P(word | spam) = 0 → Everything multiplies to 0!
Solution: Add a small count (Laplace smoothing):
# alpha = smoothing parameter (default 1.0)
model = MultinomialNB(alpha=1.0)
P(word | spam) = (count + 1) / (total + vocabulary_size)
Pros and Cons
Pros ✅
- Very fast: Training and prediction are quick
- Handles many features: Scales well with high dimensions
- Works with small data: Doesn't need much training data
- Good baseline: Often surprisingly competitive
- Probabilistic: Gives probability estimates
Cons ❌
- Independence assumption: Often violated in practice
- Zero frequency problem: Needs smoothing
- Continuous features: Assumes Gaussian (may not be true)
When to Use Naive Bayes
Great for:
- Text classification (spam, sentiment, topic)

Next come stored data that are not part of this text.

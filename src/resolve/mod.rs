mod binding;
mod context;
mod normalize;
mod scheduler;

pub use binding::{BindingId, BindingSet, BindingStatus, SingleItemBinding};
pub use context::ReferenceContext;
pub use normalize::normalize;
pub use scheduler::{DrainStats, ResolveEngine};
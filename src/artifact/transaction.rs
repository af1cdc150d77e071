use tracing::trace;

use crate::base::Span;
use crate::model::{Element, ElementId, ElementKind, ModelSpace};
use crate::resolve::{BindingId, BindingStatus, DrainStats, ReferenceContext, SingleItemBinding};
use crate::symbols::declared_symbols;

use super::Artifact;

/// An edit transaction over one artifact.
///
/// Mutations apply to the tree and symbol table immediately; resolution of
/// affected bindings is deferred to [`Transaction::commit`], which drains
/// the scheduler to fixpoint before returning. Callers therefore never
/// observe a partially-resolved graph after commit.
pub struct Transaction<'a> {
    artifact: &'a mut Artifact,
}

impl<'a> Transaction<'a> {
    pub(super) fn new(artifact: &'a mut Artifact) -> Self {
        Self { artifact }
    }

    /// Create an element and declare its symbols.
    pub fn create_element(
        &mut self,
        parent: Option<ElementId>,
        kind: ElementKind,
        space: ModelSpace,
        name: Option<&str>,
    ) -> ElementId {
        let id = self
            .artifact
            .tree
            .alloc(Element::new(kind, space, name), parent);
        for symbol in declared_symbols(&self.artifact.tree, id) {
            self.artifact.symbols.declare(symbol, id);
        }
        self.artifact.touched.insert(space);
        id
    }

    pub fn set_span(&mut self, element: ElementId, span: Span) {
        if let Some(el) = self.artifact.tree.get_mut(element) {
            el.span = span;
        }
    }

    pub fn set_attribute(&mut self, element: ElementId, name: &str, value: &str) {
        if let Some(el) = self.artifact.tree.get_mut(element) {
            el.attrs.insert(name.into(), value.into());
            let space = el.space;
            self.artifact.touched.insert(space);
        }
    }

    /// Wrap a reference attribute in a binding. `None`/empty raw text makes
    /// the binding `Undefined` unless the context defaults when omitted.
    pub fn add_reference(
        &mut self,
        owner: ElementId,
        context: ReferenceContext,
        raw: Option<&str>,
    ) -> BindingId {
        let binding = SingleItemBinding::new(owner, context, raw);
        let pending = binding.status() == BindingStatus::Unknown;
        let id = self.artifact.bindings.alloc(binding);
        if let Some(el) = self.artifact.tree.get_mut(owner) {
            el.bindings.push(id);
            let space = el.space;
            self.artifact.touched.insert(space);
        }
        if pending {
            self.artifact.engine.enqueue(id);
        }
        trace!("reference {:?} {:?} '{}'", id, context, raw.unwrap_or(""));
        id
    }

    /// Rename an element's defining name.
    ///
    /// Every symbol declared inside the subtree is re-registered, since the
    /// computed symbols of contained declarations embed the ancestor name.
    /// Outside referrers keyed on the removed symbols are requeued at commit
    /// through the inverse index; bindings owned inside the subtree are
    /// requeued directly, since renaming their scope changes the symbol they
    /// normalize to.
    pub fn set_name(&mut self, element: ElementId, name: &str) {
        let subtree = self.artifact.tree.subtree(element);
        for id in &subtree {
            self.artifact.symbols.undeclare_element(*id);
        }
        if let Some(el) = self.artifact.tree.get_mut(element) {
            el.name = Some(name.into());
            let space = el.space;
            self.artifact.touched.insert(space);
        }
        for id in subtree {
            for symbol in declared_symbols(&self.artifact.tree, id) {
                self.artifact.symbols.declare(symbol, id);
            }
            // Bindings owned inside the subtree normalize through the renamed
            // ancestor, so their inverse-index keys are stale. The index alone
            // cannot requeue them: their old keys match none of the removed
            // symbols when the referenced name never resolved.
            if let Some(el) = self.artifact.tree.get(id) {
                for binding in &el.bindings {
                    self.artifact.engine.enqueue(*binding);
                }
            }
        }
    }

    /// Replace a binding's raw reference text, resetting its state.
    pub fn set_reference_text(&mut self, binding: BindingId, raw: Option<&str>) {
        if let Some(b) = self.artifact.bindings.get_mut(binding) {
            b.reset_raw(raw);
        }
        // Rekey after the reset so a now-Undefined binding leaves the index.
        self.artifact.bindings.rekey(binding, None);
        if let Some(b) = self.artifact.bindings.get(binding) {
            if let Some(owner) = self.artifact.tree.get(b.owner()) {
                let space = owner.space;
                self.artifact.touched.insert(space);
            }
            if b.status() == BindingStatus::Unknown {
                self.artifact.engine.enqueue(binding);
            }
        }
    }

    /// Delete an element and its subtree. Symbols declared inside are
    /// undeclared (cascading re-resolution to referrers at commit) and the
    /// subtree's own bindings are dropped.
    pub fn delete_element(&mut self, element: ElementId) {
        let subtree = self.artifact.tree.subtree(element);
        for id in &subtree {
            self.artifact.symbols.undeclare_element(*id);
            if let Some(el) = self.artifact.tree.get(*id) {
                let space = el.space;
                self.artifact.touched.insert(space);
                for binding in el.bindings.clone() {
                    self.artifact.bindings.remove(binding);
                }
            }
        }
        self.artifact.tree.remove_subtree(element);
    }

    /// Commit: run resolution to fixpoint and notify observers. Consumes the
    /// transaction; the artifact is fully converged when this returns.
    pub fn commit(self) -> DrainStats {
        self.artifact.commit_internal()
    }

    pub(crate) fn artifact(&mut self) -> &mut Artifact {
        self.artifact
    }
}
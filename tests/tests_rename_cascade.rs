//! Tests for the rename cascade - renaming a declared element must
//! invalidate every binding resolved against its old symbol and re-resolve
//! bindings whose raw text already names the new symbol, with no manual
//! re-registration by the caller.

use edml::{Artifact, BindingId, BindingStatus, ElementId, ElementKind, ModelSpace, ReferenceContext};

struct Fixture {
    artifact: Artifact,
    schema: ElementId,
    entity_type: ElementId,
    reference: BindingId,
}

/// One schema, one entity type, one entity set whose `EntityType` reference
/// is resolved against `Model1.Customer`.
fn resolved_fixture() -> Fixture {
    let mut artifact = Artifact::default();
    let mut tx = artifact.begin();
    let schema = tx.create_element(None, ElementKind::Schema, ModelSpace::Conceptual, Some("Model1"));
    let entity_type = tx.create_element(
        Some(schema),
        ElementKind::EntityType,
        ModelSpace::Conceptual,
        Some("Customer"),
    );
    let container = tx.create_element(
        Some(schema),
        ElementKind::EntityContainer,
        ModelSpace::Conceptual,
        Some("Ctx"),
    );
    let set = tx.create_element(
        Some(container),
        ElementKind::EntitySet,
        ModelSpace::Conceptual,
        Some("Customers"),
    );
    let reference = tx.add_reference(
        set,
        ReferenceContext::EntitySetEntityType,
        Some("Model1.Customer"),
    );
    tx.commit();

    let fixture = Fixture {
        artifact,
        schema,
        entity_type,
        reference,
    };
    assert_eq!(status(&fixture.artifact, fixture.reference), BindingStatus::Known);
    fixture
}

fn status(artifact: &Artifact, id: BindingId) -> BindingStatus {
    artifact
        .bindings()
        .get(id)
        .map(|b| b.status())
        .expect("binding should exist")
}

fn target(artifact: &Artifact, id: BindingId) -> Option<ElementId> {
    artifact.bindings().get(id).and_then(|b| b.target())
}

#[test]
fn renaming_the_target_invalidates_stale_references() {
    let mut fx = resolved_fixture();

    let mut tx = fx.artifact.begin();
    tx.set_name(fx.entity_type, "Client");
    tx.commit();

    // The reference still reads "Model1.Customer"; nothing declares that
    // symbol any more.
    assert_eq!(status(&fx.artifact, fx.reference), BindingStatus::Unknown);
    assert_eq!(target(&fx.artifact, fx.reference), None);
}

#[test]
fn updating_raw_text_in_the_same_transaction_rebinds() {
    let mut fx = resolved_fixture();

    let mut tx = fx.artifact.begin();
    tx.set_name(fx.entity_type, "Client");
    tx.set_reference_text(fx.reference, Some("Model1.Client"));
    let stats = tx.commit();

    assert_eq!(stats.unresolved, 0);
    assert_eq!(status(&fx.artifact, fx.reference), BindingStatus::Known);
    assert_eq!(target(&fx.artifact, fx.reference), Some(fx.entity_type));
}

#[test]
fn renaming_back_restores_the_binding() {
    let mut fx = resolved_fixture();

    let mut tx = fx.artifact.begin();
    tx.set_name(fx.entity_type, "Client");
    tx.commit();
    assert_eq!(status(&fx.artifact, fx.reference), BindingStatus::Unknown);

    let mut tx = fx.artifact.begin();
    tx.set_name(fx.entity_type, "Customer");
    tx.commit();

    assert_eq!(status(&fx.artifact, fx.reference), BindingStatus::Known);
    assert_eq!(target(&fx.artifact, fx.reference), Some(fx.entity_type));
}

/// A rename also captures references that were dangling under the old model:
/// whatever now declares the symbol they name becomes their target.
#[test]
fn rename_resolves_previously_dangling_references() {
    let mut fx = resolved_fixture();

    // Dangling alongside the resolved one.
    let mut tx = fx.artifact.begin();
    let container = tx.create_element(
        Some(fx.schema),
        ElementKind::EntityContainer,
        ModelSpace::Conceptual,
        Some("Ctx2"),
    );
    let other_set = tx.create_element(
        Some(container),
        ElementKind::EntitySet,
        ModelSpace::Conceptual,
        Some("Clients"),
    );
    let dangling = tx.add_reference(
        other_set,
        ReferenceContext::EntitySetEntityType,
        Some("Model1.Client"),
    );
    tx.commit();
    assert_eq!(status(&fx.artifact, dangling), BindingStatus::Unknown);

    let mut tx = fx.artifact.begin();
    tx.set_name(fx.entity_type, "Client");
    tx.commit();

    assert_eq!(status(&fx.artifact, dangling), BindingStatus::Known);
    assert_eq!(target(&fx.artifact, dangling), Some(fx.entity_type));
    // And the original reference, still reading "Model1.Customer", breaks.
    assert_eq!(status(&fx.artifact, fx.reference), BindingStatus::Unknown);
}

/// Renaming an ancestor changes the symbol an unqualified reference inside
/// the subtree normalizes to. That holds even for a reference that never
/// resolved under the old namespace: declaring the name it now normalizes
/// to must bind it.
#[test]
fn namespace_rename_recomputes_dangling_references_in_the_subtree() {
    let mut fx = resolved_fixture();

    let mut tx = fx.artifact.begin();
    let container = tx.create_element(
        Some(fx.schema),
        ElementKind::EntityContainer,
        ModelSpace::Conceptual,
        Some("Ctx2"),
    );
    let set = tx.create_element(
        Some(container),
        ElementKind::EntitySet,
        ModelSpace::Conceptual,
        Some("Ghosts"),
    );
    // Unqualified, so it normalizes through the schema namespace.
    let dangling = tx.add_reference(set, ReferenceContext::EntitySetEntityType, Some("Ghost"));
    tx.commit();
    assert_eq!(status(&fx.artifact, dangling), BindingStatus::Unknown);

    let mut tx = fx.artifact.begin();
    tx.set_name(fx.schema, "ModelX");
    tx.commit();

    // Declared only under the new namespace; the old key `Model1.Ghost`
    // never matched anything, so the binding must have been re-normalized
    // by the rename itself to pick this up.
    let mut tx = fx.artifact.begin();
    let ghost = tx.create_element(
        Some(fx.schema),
        ElementKind::EntityType,
        ModelSpace::Conceptual,
        Some("Ghost"),
    );
    tx.commit();

    assert_eq!(status(&fx.artifact, dangling), BindingStatus::Known);
    assert_eq!(target(&fx.artifact, dangling), Some(ghost));
}

/// Renaming a schema namespace re-registers every nested declaration, so
/// namespace-qualified references cascade exactly like local renames.
#[test]
fn namespace_rename_cascades_to_nested_declarations() {
    let mut fx = resolved_fixture();

    let mut tx = fx.artifact.begin();
    tx.set_name(fx.schema, "ModelX");
    tx.commit();
    assert_eq!(status(&fx.artifact, fx.reference), BindingStatus::Unknown);

    let mut tx = fx.artifact.begin();
    tx.set_reference_text(fx.reference, Some("ModelX.Customer"));
    tx.commit();

    assert_eq!(status(&fx.artifact, fx.reference), BindingStatus::Known);
    assert_eq!(target(&fx.artifact, fx.reference), Some(fx.entity_type));
}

- Real-time prediction (very fast)
- Multi-class problems
- When you have little training data
Less suitable for:
- Complex feature interactions
- When independence assumption is badly violated
Comparison with Other Classifiers
| Aspect | Naive Bayes | Logistic Regression | SVM |
|---|---|---|---|
| Speed | Very fast | Fast | Slower |
| Training data needed | Less | Medium | More |
| Feature independence | Assumes yes | No assumption | No assumption |
| Interpretability | Good | Good | Poor |
Key Takeaways
- Based on Bayes' theorem - calculates P(class|features)
- "Naive" assumption - features are independent (often wrong, still works!)
- Three types: Gaussian, Multinomial, Bernoulli
- Great for text - spam filtering, sentiment analysis
- Fast and simple - excellent baseline model
Despite its simplicity, Naive Bayes often performs surprisingly well, especially for text classification. Always try it as a baseline!